Under Leslie Ishii’s spot-on direction, this stellar trio of leading ladies resist the all-too-easy temptation to overdo the Southern and overplay the Quirky that can turn quirky Southern characters into caricatures. Liang, Gelman, and Erskine make Lenny, Meg, and Babe about as real as real can be, and all the funnier for being authentic human beings whom we recognize and care about. That they look different from the original Broadway trio (Lizbeth MacKay, Mary Beth Hurt, and Mia Dillon) or their better known movie counterparts (Diane Keaton, Jessica Lange, and Sissy Spacek) matters not a whit, other than to make the East West production even more of a must-see.

Liang is Lenny, whose thirtieth birthday is hardly a cause for celebration. Not only does she not feel young anymore, she’s wondering how she’s “gonna continue holding my head up high in this community.” It turns out, you see, that Lenny’s youngest sister Babe (Erskine) has been arrested for shooting her politician husband Zachery because, she later explains, “I didn’t like his looks! I just didn’t like his stinking looks!” To make matters worse for Lenny, her childhood horse Billy Boy was struck by lightning last night and killed on the spot. Completing this perfect storm of family disasters, the Magrath sisters’ “Ol’ Grandaddy” has been hospitalized after suffering a stroke. Oh, and no one but gossipy cousin Chick (Hiwa Bourne) has remembered Lenny’s birthday.

Before long, middle sister Meg (Gelman) has arrived on Lenny’s doorstop, back from California because a) her sisters need her and b) the singing career she left for the West Coast to pursue hasn’t been going well at all.
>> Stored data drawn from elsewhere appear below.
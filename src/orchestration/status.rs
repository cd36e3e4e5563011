//! Orchestration status machine
//!
//! Per-node, per-agent progress recorded in the state store. The sequence of
//! observed values for a key is a subsequence of
//! `NotTriggered -> Triggered -> Running -> (Succeeded | Failed)`, possibly
//! pre-empted by `Abort`. Unrecognised strings surface as `Unknown`.

use serde::{Deserialize, Serialize};
use std::fmt;

/// Status of a triggered agent on a node.
#[derive(Debug, Clone, Copy, PartialEq, Eq, Hash, Serialize, Deserialize)]
#[serde(rename_all = "lowercase")]
pub enum OrchestrationStatus {
    NotTriggered,
    Triggered,
    Running,
    Succeeded,
    Failed,
    Abort,
    Unknown,
}

impl OrchestrationStatus {
    /// Wire form written to the state store. `NotTriggered` is the empty
    /// string so that an absent key and a reset key read the same.
    pub fn as_str(&self) -> &'static str {
        match self {
            OrchestrationStatus::NotTriggered => "",
            OrchestrationStatus::Triggered => "triggered",
            OrchestrationStatus::Running => "running",
            OrchestrationStatus::Succeeded => "succeeded",
            OrchestrationStatus::Failed => "failed",
            OrchestrationStatus::Abort => "abort",
            OrchestrationStatus::Unknown => "unknown",
        }
    }

    /// Parse the wire form. Unrecognised input is `Unknown`, never an error.
    pub fn parse(s: &str) -> Self {
        match s {
            "" => OrchestrationStatus::NotTriggered,
            "triggered" => OrchestrationStatus::Triggered,
            "running" => OrchestrationStatus::Running,
            "succeeded" => OrchestrationStatus::Succeeded,
            "failed" => OrchestrationStatus::Failed,
            "abort" => OrchestrationStatus::Abort,
            _ => OrchestrationStatus::Unknown,
        }
    }

    /// Terminal statuses end the current orchestration cycle for the node.
    pub fn is_terminal(&self) -> bool {
        matches!(
            self,
            OrchestrationStatus::Succeeded
                | OrchestrationStatus::Failed
                | OrchestrationStatus::Abort
        )
    }

    /// Whether `next` is a legal successor within one cycle. `Abort` may
    /// pre-empt any non-terminal state.
    pub fn can_transition_to(&self, next: OrchestrationStatus) -> bool {
        use OrchestrationStatus::*;
        if self.is_terminal() {
            return false;
        }
        match (self, next) {
            (_, Abort) => true,
            (NotTriggered, Triggered) => true,
            (Triggered, Running) => true,
            (Running, Succeeded) | (Running, Failed) => true,
            _ => false,
        }
    }
}

impl fmt::Display for OrchestrationStatus {
    fn fmt(&self, f: &mut fmt::Formatter<'_>) -> fmt::Result {
        if matches!(self, OrchestrationStatus::NotTriggered) {
            write!(f, "not-triggered")
        } else {
            write!(f, "{}", self.as_str())
        }
    }
}

/// Per-node provisioning phase surfaced while an OSD agent runs. These are
/// informational sub-states of `Running`.
#[derive(Debug, Clone, Copy, PartialEq, Eq, Serialize, Deserialize)]
#[serde(rename_all = "camelCase")]
pub enum ProvisioningPhase {
    ComputingDiff,
    Orchestrating,
    Completed,
    Failed,
}

impl fmt::Display for ProvisioningPhase {
    fn fmt(&self, f: &mut fmt::Formatter<'_>) -> fmt::Result {
        match self {
            ProvisioningPhase::ComputingDiff => write!(f, "computingDiff"),
            ProvisioningPhase::Orchestrating => write!(f, "orchestrating"),
            ProvisioningPhase::Completed => write!(f, "completed"),
            ProvisioningPhase::Failed => write!(f, "failed"),
        }
    }
}
#[cfg(test)]
mod tests {
    use super::ttlv::{self, Item};
    use super::*;

    #[test]
    fn test_ttlv_round_trip() {
        let original = Item::structure(
            ttlv::TAG_REQUEST_PAYLOAD,
            vec![
                Item::text(ttlv::TAG_UNIQUE_IDENTIFIER, "uid-123"),
                Item::enumeration(ttlv::TAG_OPERATION, ttlv::OP_GET),
                Item::integer(ttlv::TAG_BATCH_COUNT, 1),
                Item::bytes(ttlv::TAG_KEY_MATERIAL, b"secret"),
            ],
        );
        let bytes = original.to_bytes();
        let (decoded, used) = ttlv::decode(&bytes).unwrap();
        assert_eq!(used, bytes.len());
        assert_eq!(decoded, original);
    }

    #[test]
    fn test_values_pad_to_eight_bytes() {
        let item = Item::text(ttlv::TAG_NAME_VALUE, "abc");
        let bytes = item.to_bytes();
        // 8-byte header + 3 payload + 5 pad
        assert_eq!(bytes.len(), 16);
        assert_eq!(&bytes[8..], &[b'a', b'b', b'c', 0, 0, 0, 0, 0]);
    }

    #[test]
    fn test_register_request_shape() {
        let request = register_request("pvc-1", "K_new");
        assert_eq!(
            request
                .find(ttlv::TAG_OPERATION)
                .and_then(Item::as_enumeration),
            Some(ttlv::OP_REGISTER)
        );
        assert_eq!(
            request.find(ttlv::TAG_NAME_VALUE).and_then(Item::as_text),
            Some("pvc-1")
        );
        assert_eq!(
            request
                .find(ttlv::TAG_KEY_MATERIAL)
                .and_then(Item::as_bytes),
            Some(b"K_new".as_slice())
        );
    }

    #[test]
    fn test_mandatory_connection_details() {
        let config = KmsConfig::default();
        let err = KmipKms::new(&config).unwrap_err();
        assert!(matches!(
            err,
            Error::KmsMissingDetail { detail, .. } if detail == "KMIP_ENDPOINT"
        ));
    }

    #[test]
    fn test_result_status_lookup() {
        let response = Item::structure(
            ttlv::TAG_REQUEST_MESSAGE,
            vec![Item::structure(
                ttlv::TAG_BATCH_ITEM,
                vec![Item::enumeration(ttlv::TAG_RESULT_STATUS, 0)],
            )],
        );
        assert_eq!(
            response
                .find(ttlv::TAG_RESULT_STATUS)
                .and_then(Item::as_enumeration),
            Some(0)
        );
    }
}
No, not at all.

Completing the cast of characters are a trio of men. There’s Meg’s former boyfriend Doc (Tim Chiou), who abandoned his medical studies following a leg injury suffered five years previous during 1969’s Hurricane Camille. Though married with children, Doc clearly carries a torch for his ex. Barnette Lloyd (Jason Sino) is the handsome young lawyer who’s taken on Babe’s defense as a way to exact revenge on Zachery, the man who ruined his father’s life. Completing the trio is the never seen Charlie Hill of Memphis, whose relationship with Lenny fizzled out when she ran out on him, fearing rejection if she revealed her deepest, darkest secret—her “underdeveloped” ovary.
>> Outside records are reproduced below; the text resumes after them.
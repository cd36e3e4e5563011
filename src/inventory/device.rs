//! Block device model
//!
//! Device descriptors discovered by the probe and the availability rules the
//! OSD provisioner applies to them.

use regex::Regex;
use serde::{Deserialize, Serialize};
use std::fmt;
use std::sync::OnceLock;

// =============================================================================
// Device Type
// =============================================================================

/// Block device type as reported by the kernel / lsblk.
#[derive(Debug, Clone, Copy, Default, PartialEq, Eq, Hash, Serialize, Deserialize)]
#[serde(rename_all = "lowercase")]
pub enum DeviceType {
    Disk,
    Ssd,
    Part,
    Crypt,
    Lvm,
    Loop,
    #[default]
    Unknown,
}

impl DeviceType {
    pub fn parse(s: &str) -> Self {
        match s.trim().to_lowercase().as_str() {
            "disk" => DeviceType::Disk,
            "ssd" => DeviceType::Ssd,
            "part" | "partition" => DeviceType::Part,
            "crypt" => DeviceType::Crypt,
            "lvm" => DeviceType::Lvm,
            "loop" => DeviceType::Loop,
            _ => DeviceType::Unknown,
        }
    }
}

impl fmt::Display for DeviceType {
    fn fmt(&self, f: &mut fmt::Formatter<'_>) -> fmt::Result {
        let s = match self {
            DeviceType::Disk => "disk",
            DeviceType::Ssd => "ssd",
            DeviceType::Part => "part",
            DeviceType::Crypt => "crypt",
            DeviceType::Lvm => "lvm",
            DeviceType::Loop => "loop",
            DeviceType::Unknown => "unknown",
        };
        f.write_str(s)
    }
}

// =============================================================================
// Device Descriptor
// =============================================================================

/// A discovered local block device.
#[derive(Debug, Clone, Default, Serialize, Deserialize)]
#[serde(rename_all = "camelCase")]
pub struct DeviceDescriptor {
    /// Short kernel name, e.g. `sda` or `nvme0n1`.
    pub name: String,
    /// Stable identifier (by-id symlink target or serial), if known.
    #[serde(default)]
    pub stable_id: String,
    /// Stable symlink paths (`/dev/disk/by-*`), space-separated origins.
    #[serde(default)]
    pub dev_links: Vec<String>,
    pub size_bytes: u64,
    pub rotational: bool,
    pub read_only: bool,
    /// Filesystem signature, empty when none.
    #[serde(default)]
    pub filesystem: String,
    /// Mount point, empty when unmounted.
    #[serde(default)]
    pub mountpoint: String,
    #[serde(default = "default_device_type")]
    pub device_type: DeviceType,
    /// Parent device short name for partitions/mappings, empty for whole
    /// disks.
    #[serde(default)]
    pub parent: String,
    pub has_children: bool,
    /// Whether the device carries no data recognisable to the orchestrator.
    pub empty: bool,
}

fn default_device_type() -> DeviceType {
    DeviceType::Unknown
}

impl DeviceDescriptor {
    /// A device is available for OSD use iff it has no parent, is a whole
    /// disk, and carries no filesystem.
    pub fn is_available_for_osd(&self) -> bool {
        self.parent.is_empty()
            && self.device_type == DeviceType::Disk
            && self.filesystem.is_empty()
            && self.mountpoint.is_empty()
            && !self.read_only
    }

    /// Devices named like the cluster's own block clients (`rbd*`) are never
    /// considered for OSDs, regardless of filter.
    pub fn is_reserved_block_client(&self) -> bool {
        is_reserved_block_client_name(&self.name)
    }

    pub fn path(&self) -> String {
        format!("/dev/{}", self.name)
    }
}

/// The kernel names RBD block clients `rbd<N>` with optional partition
/// suffixes.
pub fn is_reserved_block_client_name(name: &str) -> bool {
    static PATTERN: OnceLock<Regex> = OnceLock::new();
    let re = PATTERN.get_or_init(|| Regex::new(r"^rbd[0-9]+p?[0-9]*$").expect("static pattern"));
    re.is_match(name)
}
Just as she did with Avalyn in East West’s recent Mysterious Skin, Liang takes a character “type” and makes her entirely unclichéd. From Lenny’s bedraggled shuffle to her dorky sweetness and inextinguishable pluck, Liang makes you forget any Lenny you may have seen before, yet love her every bit as much. Gelman’s Meg is a good deal more low-key than the middle sister is sometimes played, and all the realer and more touching for it, particularly in a pivotal scene opposite Chiou’s Doc, one which benefits greatly from Gelman’s rich, grounded performance (and Chiou’s as well). Erskine, an exciting new presence on L.A.’s stage scene, resists the temptation to take Babe’s ditziness over the top, resulting in a performance of sweetness and depth. 6-footer Chiou gives Doc the sexiest limp I’ve ever seen as well as a heart and soul of gold. (Memo to Hollywood: Take note of Chiou’s TV/film star potential.) A fine Sino gives Barnette a down-to-earth sincerity and maturity belying the character’s youth. Bourne, unrecognizable in blonde wig as the sultry, enigmatic Claire of Theatre Of NOTE’s Shake, has a field day with self-centered, social-climbing Chick, the one character that can (and probably should) be overplayed. If there’s a Chick laugh that Bourne failed to get, I certainly missed it.
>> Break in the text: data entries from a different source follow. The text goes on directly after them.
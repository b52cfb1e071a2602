//! Minimal `{field}` string templating over the settings context.
//!
//! Supports `{path}` substitution and `{{`/`}}` escapes. Unknown fields and
//! unbalanced braces are errors, so bad templates can be rejected before
//! any prompting starts.

use crate::error::{CoreError, CoreResult};
use crate::settings::TemplateContext;

/// Renders a template against the context.
pub fn render(template: &str, context: &TemplateContext) -> CoreResult<String> {
    let mut output = String::with_capacity(template.len());
    let mut chars = template.chars().peekable();

    while let Some(c) = chars.next() {
        match c {
            '{' => {
                if chars.peek() == Some(&'{') {
                    chars.next();
                    output.push('{');
                    continue;
                }
                let mut field = String::new();
                loop {
                    match chars.next() {
                        Some('}') => break,
                        Some('{') => {
                            return Err(CoreError::Template(format!(
                                "unexpected '{{' inside field in '{template}'"
                            )));
                        }
                        Some(c) => field.push(c),
                        None => {
                            return Err(CoreError::Template(format!(
                                "unclosed '{{' in '{template}'"
                            )));
                        }
                    }
                }
                let value = context.get(field.as_str()).ok_or_else(|| {
                    CoreError::Template(format!("unknown field '{field}' in '{template}'"))
                })?;
                output.push_str(value);
            }
            '}' => {
                if chars.peek() == Some(&'}') {
                    chars.next();
                    output.push('}');
                } else {
                    return Err(CoreError::Template(format!(
                        "unmatched '}}' in '{template}'"
                    )));
                }
            }
            c => output.push(c),
        }
    }

    Ok(output)
}

/// Checks a template against the context without keeping the output.
pub fn validate(template: &str, context: &TemplateContext) -> CoreResult<()> {
    render(template, context).map(|_| ())
}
Set designer Shigeru Yaji eschews the ultra-realistic kitchen set of most Crimes Of The Heart productions. Yes, there’s the requisite refrigerator, stove, dinette table and chairs, etc., but in place of walls and windows Yaji situates the kitchen in front of an backdrop looking like an Asian painting of autumn leaves on gray wood, letting us know from the get-go that this Cries Of The Heart will be unlike any other we’ve seen. Lonnie Rafael Alcaraz demonstrates what a gifted lighting designer can do to enhance a play’s moods, subtly lowering, raising, or shifting the lighting per each scene’s demands. Peter Erskine (Maya’s father) has composed an eclectic blend of Southern tunes absolutely right for each scene. Garry Lennon’s 1970s costumes are a perfect combination of time, place, and character. Kudos to to Ken Takemoto’s properties. Daniel Reaño-Koven is stage manager.

On an entirely personal note, this reviewer gives East West Players thumbs up for two productions in a row which, though not about the Asian American experience per se, have offered a dozen or so of our finest acting talents the chance to play roles not specifically written for Asian actors—something I’d love to see East West do twice per season. How about an all-Asian production of Donald Margulies’ Dinner With Friends, Robert Harling’s Steel Magnolias, Anthony Shaffer’s Sleuth, Edward Albee’s Who’s Afraid Of Virginia Woolf, or John Patrick Shanley’s Doubt? (To name just five off the top of my head.) How about a British farce by Ray Cooney or Alan Ayckbourn or anything by Sarah Ruhl, David Lindsay-Abaire, or Richard Greenberg? As for musicals, I can easily come up with half a dozen that would be a perfect fit for East West.

In the meantime, there’s the wonderful Crimes Of The Heart, a production that will prove a revelation to theatergoers new to East West Players and an unadulterated joy to East West subscribers and fans of “The Nation’s Premier Asian American Theatre.” Their words, not mine—but I heartily concur!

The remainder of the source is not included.